The enemy had identified 7 Armoured and 51 (H) Divisions, but not specifically 2 NZ Division, although on 25 November he had reported it as already moving forward – nine or ten days before it left Bardia. But he knew that there were other formations in the forward area. He even mistakenly identified 9 Australian Division, and on another occasion thought that there were four divisions ready to attack. By 10 December Rommel was sure that the attack would include a ‘wide encircling movement’ round the southern flank; and partly as a counter to this, he slowed down the move of the Italian units towards Buerat and held them for a few days at Nofilia, as he did not want British troops to arrive there and find it undefended. In a report to Superlibia and to Kesselring on 10 December Rommel said, ‘unless the army’s petrol situation is improved at the earliest possible moment, the danger cannot be avoided of the Panzer Army being hopelessly stranded between Marsa el Brega and Buerat, and then. ...being sacrificed to the Eighth Army.’

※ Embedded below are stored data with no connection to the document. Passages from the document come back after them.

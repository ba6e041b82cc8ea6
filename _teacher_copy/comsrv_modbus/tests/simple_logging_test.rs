//! 简化的 Modbus 日志记录测试
//! 
//! 测试基本的传输层和 PDU 解析日志功能

use std::time::Duration;
use tokio;
use tracing::{info, debug};
use tracing_test::traced_test;

use crate::core::protocols::modbus::{
    tests::mock_transport::{MockTransport, MockTransportConfig},
    pdu::{ModbusPduProcessor, ModbusFunctionCode},
};
use crate::core::transport::traits::Transport;

#[tokio::test]
#[traced_test]
async fn test_mock_transport_logging() {
    debug!("Starting MockTransport logging functionality test");
    
    // 创建 MockTransport
    let config = MockTransportConfig {
        connect_success: true,
        latency_ms: 10,
        max_message_size: 260,
        fail_after_operations: 0,
        timeout: Duration::from_secs(5),
    };
    
    let mut mock_transport = MockTransport::new(config);
    
    // 准备响应数据
    let response_data = vec![0x01, 0x03, 0x02, 0x12, 0x34]; // 模拟 Modbus 响应
    mock_transport.queue_response(response_data).await;
    
    // Test connection logging
    debug!("Testing connection operation logging");
    match mock_transport.connect().await {
        Ok(_) => debug!("Connection successful"),
        Err(e) => debug!("Connection failed: {:?}", e),
    }
    
    // Test send logging
    debug!("Testing send operation logging");
    let test_data = vec![0x01, 0x03, 0x00, 0x01, 0x00, 0x01]; // 模拟 Modbus 请求
    match mock_transport.send(&test_data).await {
        Ok(len) => debug!("Send successful, length: {} bytes", len),
        Err(e) => debug!("Send failed: {:?}", e),
    }
    
    // Test receive logging
    debug!("Testing receive operation logging");
    let mut buffer = vec![0; 10];
    match mock_transport.receive(&mut buffer, Some(Duration::from_secs(1))).await {
        Ok(len) => {
            debug!("Receive successful, length: {} bytes", len);
            debug!("Received data: {:02X?}", &buffer[..len]);
        }
        Err(e) => debug!("Receive failed: {:?}", e),
    }
    
    debug!("MockTransport logging test completed");
}

#[tokio::test]
#[traced_test] 
async fn test_pdu_processor_logging() {
    debug!("Starting PDU processor logging functionality test");
    
    let processor = ModbusPduProcessor::new();
    
    // Test PDU construction logging
    debug!("Testing PDU construction logging");
    let read_request = processor.build_read_request(
        ModbusFunctionCode::Read03,
        40001,
        10
    );
    debug!("Built read request PDU: {:02X?}", read_request);
    
    // Test PDU parsing logging
    debug!("Testing PDU parsing logging");
    let response_pdu = vec![0x03, 0x04, 0x12, 0x34, 0x56, 0x78]; // 功能码03 + 4字节数据
    match processor.parse_pdu(&response_pdu) {
        Ok(result) => {
            debug!("PDU parsing successful");
            debug!("Parse result: {:?}", result);
        }
        Err(e) => {
            debug!("PDU parsing failed: {}", e);
        }
    }
    
    // Test exception PDU parsing logging
    debug!("Testing exception PDU parsing logging");
    let exception_pdu = vec![0x83, 0x02]; // 功能码03+0x80 + 异常码02
    match processor.parse_pdu(&exception_pdu) {
        Ok(result) => {
            debug!("Exception PDU parsing successful");
            debug!("Exception parse result: {:?}", result);
        }
        Err(e) => {
            debug!("Exception PDU parsing failed: {}", e);
        }
    }
    
    // Test read request parsing logging
    debug!("Testing read request parsing logging");
    let read_req_data = vec![0x00, 0x01, 0x00, 0x0A]; // 起始地址1, 数量10
    match processor.parse_read_request(&read_req_data) {
        Ok(request) => {
            debug!("Read request parsing successful");
            debug!("Read request: start_address={}, quantity={}", request.start_address, request.quantity);
        }
        Err(e) => {
            debug!("Read request parsing failed: {}", e);
        }
    }
    
    debug!("PDU processor logging test completed");
}

#[tokio::test]
#[traced_test]
async fn test_comprehensive_packet_logging() {
    debug!("Starting comprehensive packet exchange logging test");
    
    // 这个测试模拟完整的 Modbus 通信过程
    let config = MockTransportConfig::default();
    let mut mock_transport = MockTransport::new(config);
    let processor = ModbusPduProcessor::new();
    
    // Step 1: Connection
    debug!("Step 1: Establishing connection");
    mock_transport.connect().await.expect("Connection failed");
    
    // Step 2: Build request PDU
    debug!("Step 2: Building request PDU");
    let request_pdu = processor.build_read_request(
        ModbusFunctionCode::Read03,
        40001,
        5
    );
    debug!("Request PDU details: {:02X?}", request_pdu);
    
    // Step 3: Prepare mock response
    debug!("Step 3: Preparing mock response data");
    let response_data = vec![
        0x03,           // 功能码03
        0x0A,           // 字节计数10
        0x12, 0x34,     // 寄存器1: 0x1234
        0x56, 0x78,     // 寄存器2: 0x5678
        0x9A, 0xBC,     // 寄存器3: 0x9ABC
        0xDE, 0xF0,     // 寄存器4: 0xDEF0
        0x11, 0x22,     // 寄存器5: 0x1122
    ];
    mock_transport.queue_response(response_data.clone()).await;
    
    // Step 4: Send request
    debug!("Step 4: Sending request data");
    match mock_transport.send(&request_pdu).await {
        Ok(sent_len) => {
            debug!("Request sent successfully: {} bytes", sent_len);
        }
        Err(e) => {
            debug!("Request send failed: {:?}", e);
            return;
        }
    }
    
    // Step 5: Receive response
    debug!("Step 5: Receiving response data");
    let mut buffer = vec![0; 50];
    match mock_transport.receive(&mut buffer, Some(Duration::from_secs(1))).await {
        Ok(received_len) => {
            debug!("Response received successfully: {} bytes", received_len);
            let received_data = &buffer[..received_len];
            debug!("Received raw data: {:02X?}", received_data);
            
            // Step 6: Parse response PDU
            debug!("Step 6: Parsing response PDU");
            match processor.parse_pdu(received_data) {
                Ok(pdu_result) => {
                    debug!("PDU parsing successful");
                    debug!("Parsed PDU result: {:?}", pdu_result);
                }
                Err(e) => {
                    debug!("PDU parsing failed: {}", e);
                }
            }
        }
        Err(e) => {
            debug!("Response receive failed: {:?}", e);
        }
    }
    
    // Step 7: Check send history
    debug!("Step 7: Checking transmission history");
    let send_history = mock_transport.get_send_history().await;
    debug!("Send history count: {}", send_history.len());
    for (i, data) in send_history.iter().enumerate() {
        debug!("Send record {}: {:02X?}", i + 1, data);
    }
    
    debug!("Comprehensive packet exchange logging test completed");
}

The El Agheila position was manned from north to south on 11 December by 90 Light Division (including a group from the German Air Force Brigade), the Africa Corps ( 15 and 21 Panzer Divisions), and the Ariete Group, the limits being from Marsa Brega via Bir es Suera and Maaten Belcleibat to Maaten Giofer. In reserve were Africa Panzer Grenadier Regiment, and certain detached portions of the Africa Corps. The 15th Panzer Division had 27 tanks, 21 Panzer Division 26, and Ariete 57, the last all Italian. All units were motorised; but there was petrol for only 20 or 30 miles.
It is impossible to ascertain the correct strengths of enemy units but it seems probable that the Germans had altogether about 14,000 men in the area. Ariete Group cannot have numbered more than two or three thousand. One can safely conclude that 30 Corps was very much stronger than the total enemy troops it was likely to meet.